Snippage. . . . . . . .

> Why would it have been sudden? I like to think this also was a gradual


> process that occurred during several thousands of years. Before it even
> could start, the right prerequists must have existed. After all, even
> Neanderthals made some primitive shelters, and the step to build more
> complex houses and gather them at the same place isn't that large.
>

OK. We'll do this the hard way. ;-) Shoulda done it the first time!
;-))

First off, "sudden" is a relative term. In nuclear physics, sudden
means fractions of pico-seconds. In the stellar evolution of the sun,
an event that occurs over hundreds of millions of years, can be
considered sudden! In this particular case, HSS has been prowling
around in all sorts of climates, localities, geographies, etc for
something in excess of 100,000 years. In the last 20th of that period
of time, he has been building cities. Took him 95,000 years to get
into the civilization thingy and its taken him 5,000 years to evolve it
to New York City, Frankfurt and Tokyo! That my friend is a pretty
rapid process when considered against the 95,000 years that HSS had
basically the same intellectual capabilities, but NO CITIES!

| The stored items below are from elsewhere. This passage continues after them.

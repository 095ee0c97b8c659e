use chrono::{DateTime, NaiveDate, NaiveDateTime};

const DATETIME_FORMATS: &[&str] = &[
    "%Y-%m-%dT%H:%M:%S%.f",
    "%Y-%m-%dT%H:%M:%S",
    "%Y-%m-%dT%H:%M",
    "%Y-%m-%d %H:%M:%S",
    "%Y-%m-%d %H:%M",
];

/// Parse a user-entered amount ("1500", "1 500", "1500,50") into f64.
/// Returns None for empty, non-numeric or non-finite input.
pub fn parse_number(s: &str) -> Option<f64> {
    let cleaned: String = s
        .chars()
        .filter(|c| !c.is_whitespace())
        .map(|c| if c == ',' { '.' } else { c })
        .collect();
    if cleaned.is_empty() {
        return None;
    }
    cleaned.parse::<f64>().ok().filter(|v| v.is_finite())
}

/// Parse a timestamp in any of the shapes found in stored records.
/// RFC 3339 values carrying an offset are converted to UTC; a bare date is read as midnight.
pub fn parse_timestamp(s: &str) -> Option<NaiveDateTime> {
    let trimmed = s.trim();
    if trimmed.is_empty() {
        return None;
    }
    if let Ok(dt) = DateTime::parse_from_rfc3339(trimmed) {
        return Some(dt.naive_utc());
    }
    for fmt in DATETIME_FORMATS {
        if let Ok(dt) = NaiveDateTime::parse_from_str(trimmed, fmt) {
            return Some(dt);
        }
    }
    NaiveDate::parse_from_str(trimmed, "%Y-%m-%d")
        .ok()
        .and_then(|d| d.and_hms_opt(0, 0, 0))
}

/// Serde-compatible deserializers for use with `#[serde(default, deserialize_with = "de::...")]`.
///
/// Stored documents are user-entered and inconsistently typed: a cost may be a number or a
/// string, a flag may be a string. None of these helpers ever fail on a wrong JSON type.
pub mod de {
    use serde::de::DeserializeOwned;
    use serde::{Deserialize, Deserializer};
    use serde_json::Value;

    fn value_to_string(v: Value) -> Option<String> {
        match v {
            Value::String(s) => Some(s),
            Value::Number(n) => Some(n.to_string()),
            Value::Bool(b) => Some(b.to_string()),
            _ => None,
        }
    }

    /// "abc" → Some("abc"), 1500 → Some("1500"), null/object → None
    pub fn lenient_string<'de, D>(deserializer: D) -> Result<Option<String>, D::Error>
    where
        D: Deserializer<'de>,
    {
        Ok(Option::<Value>::deserialize(deserializer)?.and_then(value_to_string))
    }

    /// 1000 → Some(1000.0), "1 000" → Some(1000.0), "n/a" → None
    pub fn lenient_f64<'de, D>(deserializer: D) -> Result<Option<f64>, D::Error>
    where
        D: Deserializer<'de>,
    {
        Ok(match Option::<Value>::deserialize(deserializer)? {
            Some(Value::Number(n)) => n.as_f64(),
            Some(Value::String(s)) => super::parse_number(&s),
            _ => None,
        })
    }

    /// true / "true" / "1" / 1 → Some(true), anything unrecognised → None
    pub fn lenient_bool<'de, D>(deserializer: D) -> Result<Option<bool>, D::Error>
    where
        D: Deserializer<'de>,
    {
        Ok(match Option::<Value>::deserialize(deserializer)? {
            Some(Value::Bool(b)) => Some(b),
            Some(Value::Number(n)) => n.as_f64().map(|v| v != 0.0),
            Some(Value::String(s)) => match s.trim().to_lowercase().as_str() {
                "true" | "1" | "yes" | "да" => Some(true),
                "false" | "0" | "no" | "нет" | "" => Some(false),
                _ => None,
            },
            _ => None,
        })
    }

    /// ["A1", 42, null] → ["A1", "42"]; a non-array value yields an empty list.
    pub fn lenient_string_list<'de, D>(deserializer: D) -> Result<Vec<String>, D::Error>
    where
        D: Deserializer<'de>,
    {
        Ok(match Option::<Value>::deserialize(deserializer)? {
            Some(Value::Array(items)) => items.into_iter().filter_map(value_to_string).collect(),
            _ => Vec::new(),
        })
    }

    /// Nested records: elements that do not deserialize as `T` are dropped with a warning,
    /// and a non-array value yields an empty list.
    pub fn lenient_items<'de, D, T>(deserializer: D) -> Result<Vec<T>, D::Error>
    where
        D: Deserializer<'de>,
        T: DeserializeOwned,
    {
        let items = match Option::<Value>::deserialize(deserializer)? {
            Some(Value::Array(items)) => items,
            Some(Value::Null) | None => return Ok(Vec::new()),
            Some(other) => {
                log::warn!("Expected a list of items, got {}", other);
                return Ok(Vec::new());
            }
        };
        Ok(items
            .into_iter()
            .enumerate()
            .filter_map(|(i, item)| match serde_json::from_value::<T>(item) {
                Ok(v) => Some(v),
                Err(e) => {
                    log::warn!("Dropping item #{}: {}", i, e);
                    None
                }
            })
            .collect())
    }
}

We can make that example even more pointed! Find me the OLDEST
citation for anything that could approximate a "city" in China, the
Indus Valley, Mesopotamia, Egypt and the New World. What is the
EARLIEST date associated with each? Take the oldest date and subtract
the youngest date. Less than 1000 years between them? If HSS was
wandering around for 100,000 years and then, ALL OF A SUDDEN, over the
span of ONLY 1000 years (actually quite a bit less I think, but that
would be overkill!) he starts building cities on 5 out of the 6
inhabited continents!

Hopefully we can ignore the diffusionists' conjectures, (since none go
back far enough to explain the latest Peru findings anyway!); and I
dont think that even the MOST "freethinking" diffusionist would have
Egyptians crossing the Atlantic in 8900 BC!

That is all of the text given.